Department of Pediatric Hematology&Oncology and BMT Unit, Medical Park Göztepe Hospital, Istanbul.
Department of Pediatric Hematology&Oncology and BMT Unit, Medical Park Antalya Hospital, Antalya.
Med Mycol. 2019 Feb 1;57(2):161-170. doi: 10.1093/mmy/myy015.
Invasive fungal infections (IFIs) are a major cause of infection-related morbidity and mortality in patients undergoing allogeneic hematopoietic stem cell transplantation (HSCT). Data from pediatric settings are scarce. To determine the incidence, risk factors and outcomes of IFIs in a 180-day period post-transplantation, 408 pediatric patients who underwent allogeneic HSCT were retrospectively analyzed. The study included only proven and probable IFIs. The cumulative incidences of IFI were 2.7%, 5.0%, and 6.5% at 30, 100, and 180 days post-transplantation, respectively. According to the multivariate analysis, the factors associated with increased IFI risk in the 180-day period post-HSCT were previous HSCT history (hazard ratio [HR], 4.57; 95% confidence interval [CI] 1.42-14.71; P = .011), use of anti-thymocyte globulin (ATG) (HR, 2.94; 95% CI 1.27-6.80; P = .012), grade III-IV acute graft-versus-host-disease (GVHD) (HR, 2.91; 95% CI 1.24-6.80; P = .014) and late or no lymphocyte engraftment (HR, 2.71; 95% CI 1.30-5.62; P = .007). CMV reactivation was marginally associated with an increased risk of IFI development (HR, 1.91; 95% CI 0.97-3.74; P = .063). IFI-related mortality was 1.5%, and case fatality rate was 27.0%.The close monitoring of IFIs in pediatric patients with severe acute GVHD who receive ATG during conditioning is critical to reduce morbidity and mortality after allogeneic HSCT, particularly among those with prior HSCT and no or late lymphocyte engraftment.

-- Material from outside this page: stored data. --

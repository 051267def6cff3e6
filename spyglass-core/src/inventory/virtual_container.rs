//! The unified virtual container over a holder's storage regions.

use spyglass_registry::ItemStack;
use uuid::Uuid;

use crate::config::SPYGLASS_CONFIG;
use crate::error::InventoryError;
use crate::holder::{RegionKind, SharedHolder};

use super::container::Container;
use super::layout::{self, Layout};
use super::slot_policy::{SlotPolicy, SlotType};
use super::viewers::ViewerRegistry;

/// One player's storage regions presented as a single slot-addressable
/// container.
///
/// Built once per "open inventory" request from the owner's region sizes at
/// that moment; the slot arrangement is fixed for the container's lifetime.
/// The backing holder can be swapped by [`rebind`] when the owner changes
/// representation, without disturbing open viewer sessions.
///
/// [`rebind`]: super::binder::rebind
pub struct VirtualContainer {
    slots: Vec<SlotPolicy>,
    size: usize,
    owner: SharedHolder,
    max_stack_size: i32,
    viewers: ViewerRegistry,
}

impl VirtualContainer {
    /// Creates a container over the given holder.
    #[must_use]
    pub fn new(owner: SharedHolder) -> Self {
        let sizes = owner.lock().region_sizes();
        let Layout { size, slots } = layout::compute_layout(&sizes);
        Self {
            slots,
            size,
            owner,
            max_stack_size: SPYGLASS_CONFIG.default_max_stack_size,
            viewers: ViewerRegistry::new(),
        }
    }

    /// Returns the current backing holder.
    #[must_use]
    pub fn owner(&self) -> &SharedHolder {
        &self.owner
    }

    /// Returns the owner's unique id.
    #[must_use]
    pub fn owner_uuid(&self) -> Uuid {
        self.owner.lock().profile().uuid
    }

    /// Returns the owner's display name.
    #[must_use]
    pub fn owner_name(&self) -> String {
        self.owner.lock().profile().name.clone()
    }

    pub(super) fn set_owner(&mut self, owner: SharedHolder) {
        self.owner = owner;
    }

    /// Sets the maximum stack size this container reports.
    pub fn set_max_stack_size(&mut self, max_stack_size: i32) {
        self.max_stack_size = max_stack_size;
    }

    /// Returns the classification of the slot at `index`.
    pub fn slot_type(&self, index: usize) -> Result<SlotType, InventoryError> {
        Ok(self.policy(index)?.slot_type())
    }

    /// Returns whether the slot at `index` accepts viewer interaction.
    pub fn is_interactable(&self, index: usize) -> Result<bool, InventoryError> {
        Ok(self.policy(index)?.is_interactable())
    }

    /// Returns the fixed item a decorative slot renders, if any.
    pub fn display_item(&self, index: usize) -> Result<Option<ItemStack>, InventoryError> {
        Ok(self.policy(index)?.display_item().cloned())
    }

    /// The sessions currently viewing this container.
    #[must_use]
    pub fn viewers(&self) -> &ViewerRegistry {
        &self.viewers
    }

    /// Mutable access to the viewer sessions.
    pub fn viewers_mut(&mut self) -> &mut ViewerRegistry {
        &mut self.viewers
    }

    fn policy(&self, index: usize) -> Result<&SlotPolicy, InventoryError> {
        self.slots.get(index).ok_or(InventoryError::SlotOutOfRange {
            index,
            size: self.size,
        })
    }
}

impl Container for VirtualContainer {
    fn size(&self) -> usize {
        self.size
    }

    fn get_item(&self, index: usize) -> Result<ItemStack, InventoryError> {
        let policy = self.policy(index)?;
        Ok(policy.get(&*self.owner.lock()))
    }

    fn set_item(&mut self, index: usize, item: ItemStack) -> Result<(), InventoryError> {
        let policy = self.policy(index)?;
        policy.set(&mut *self.owner.lock(), item);
        Ok(())
    }

    fn remove_item(&mut self, index: usize, amount: i32) -> Result<ItemStack, InventoryError> {
        let policy = self.policy(index)?;
        Ok(policy.remove_partial(&mut *self.owner.lock(), amount))
    }

    fn remove_item_no_update(&mut self, index: usize) -> Result<ItemStack, InventoryError> {
        let policy = self.policy(index)?;
        Ok(policy.remove(&mut *self.owner.lock()))
    }

    fn max_stack_size(&self) -> i32 {
        self.max_stack_size
    }

    fn set_changed(&mut self) {
        // Region writes already go through the holder; nothing to track here.
    }

    fn clear(&mut self) {
        let mut owner = self.owner.lock();
        for kind in RegionKind::ALL {
            for slot in owner.region_mut(kind) {
                *slot = ItemStack::empty();
            }
        }
        owner.set_cursor(ItemStack::empty());
        owner.notify_changed(RegionKind::Crafting);
    }
}

#[cfg(test)]
mod test {
    use std::sync::Arc;

    use spyglass_registry::ItemStack;
    use uuid::Uuid;

    use crate::error::InventoryError;
    use crate::holder::{HolderProfile, PlayerHolder, RegionKind, ShadowHolder, SharedHolder};
    use crate::inventory::container::Container;
    use crate::inventory::slot_policy::SlotType;
    use crate::locks::SyncMutex;

    use super::VirtualContainer;

    fn shared_shadow() -> SharedHolder {
        Arc::new(SyncMutex::new(ShadowHolder::new(HolderProfile::new(
            Uuid::new_v4(),
            "Steve",
        ))))
    }

    #[test]
    fn vanilla_shadow_gets_the_pretty_size() {
        let container = VirtualContainer::new(shared_shadow());
        assert_eq!(container.size(), 54);
        assert_eq!(container.max_stack_size(), 99);
        assert!(container.is_still_valid());
    }

    #[test]
    fn out_of_range_access_fails() {
        let mut container = VirtualContainer::new(shared_shadow());
        assert_eq!(
            container.get_item(54),
            Err(InventoryError::SlotOutOfRange {
                index: 54,
                size: 54
            })
        );
        assert!(container.set_item(99, ItemStack::empty()).is_err());
        assert!(container.remove_item(54, 1).is_err());
        assert!(container.remove_item_no_update(54).is_err());
    }

    #[test]
    fn set_and_get_through_the_hotbar_remap() {
        let holder = shared_shadow();
        let mut container = VirtualContainer::new(holder.clone());

        // Virtual index 0 is the first non-hotbar row, backing index 9.
        let stack = ItemStack::new("minecraft:stone", 3);
        container.set_item(0, stack.clone()).expect("set");
        assert_eq!(container.get_item(0).expect("get"), stack);
        assert_eq!(holder.lock().region(RegionKind::Main)[9], stack);

        // Virtual index 27 is the first hotbar slot, backing index 0.
        let sword = ItemStack::new("minecraft:iron_sword", 1);
        container.set_item(27, sword.clone()).expect("set");
        assert_eq!(holder.lock().region(RegionKind::Main)[0], sword);
    }

    #[test]
    fn is_empty_matches_snapshot() {
        let mut container = VirtualContainer::new(shared_shadow());
        assert!(container.is_empty());
        assert!(container.snapshot().iter().all(ItemStack::is_empty));

        container
            .set_item(5, ItemStack::new("minecraft:dirt", 1))
            .expect("set");
        assert!(!container.is_empty());
        let snapshot = container.snapshot();
        assert_eq!(snapshot.len(), 54);
        assert_eq!(snapshot.iter().filter(|item| !item.is_empty()).count(), 1);
    }

    #[test]
    fn decorative_slot_renders_but_holds_nothing() {
        let container = VirtualContainer::new(shared_shadow());
        assert!(container.get_item(43).expect("get").is_empty());
        assert!(container.display_item(43).expect("display").is_some());
        assert!(container.display_item(0).expect("display").is_none());
    }

    #[test]
    fn partial_removal_leaves_remainder() {
        let mut container = VirtualContainer::new(shared_shadow());
        container
            .set_item(10, ItemStack::new("minecraft:arrow", 16))
            .expect("set");
        let taken = container.remove_item(10, 6).expect("remove");
        assert_eq!(taken.count(), 6);
        assert_eq!(container.get_item(10).expect("get").count(), 10);
    }

    #[test]
    fn clear_empties_regions_and_cursor() {
        let holder = shared_shadow();
        let mut container = VirtualContainer::new(holder.clone());
        container
            .set_item(0, ItemStack::new("minecraft:stone", 1))
            .expect("set");
        holder
            .lock()
            .set_cursor(ItemStack::new("minecraft:diamond", 2));
        holder.lock().region_mut(RegionKind::Crafting)[0] = ItemStack::new("minecraft:oak_log", 1);

        container.clear();
        assert!(container.is_empty());
        assert!(holder.lock().cursor().is_empty());
    }

    #[test]
    fn slot_classification_is_exposed() {
        let container = VirtualContainer::new(shared_shadow());
        assert_eq!(container.slot_type(27).expect("type"), SlotType::Hotbar);
        assert_eq!(container.slot_type(36).expect("type"), SlotType::Armor);
        assert_eq!(container.slot_type(53).expect("type"), SlotType::Drop);
        assert!(!container.is_interactable(43).expect("interactable"));
        assert!(container.slot_type(54).is_err());
    }
}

侵袭性真菌病(IFI)是异基因造血干细胞移植(HSCT)患者感染相关发病率和死亡率的主要原因。儿科数据很少。为了确定移植后 180 天内 IFI 的发生率、危险因素和结局,对 408 例接受异基因 HSCT 的儿科患者进行了回顾性分析。该研究仅包括确诊和可能的 IFI。IFI 的累积发生率分别为移植后 30、100 和 180 天的 2.7%、5.0%和 6.5%。根据多变量分析,HSCT 后 180 天内与 IFI 风险增加相关的因素包括既往 HSCT 史(风险比[HR],4.57;95%置信区间[CI] 1.42-14.71;P =.011)、使用抗胸腺细胞球蛋白(ATG)(HR,2.94;95% CI 1.27-6.80;P =.012)、III-IV 级急性移植物抗宿主病(GVHD)(HR,2.91;95% CI 1.24-6.80;P =.014)和迟发性或无淋巴细胞植入(HR,2.71;95% CI 1.30-5.62;P =.007)。CMV 再激活与 IFI 发展风险增加略有相关(HR,1.91;95% CI 0.97-3.74;P =.063)。IFI 相关死亡率为 1.5%,病死率为 27.0%。对于接受预处理 ATG 的严重急性 GVHD 儿科患者,密切监测 IFI 对于降低异基因 HSCT 后的发病率和死亡率至关重要,尤其是对于既往接受过 HSCT 且无或迟发性淋巴细胞植入的患者。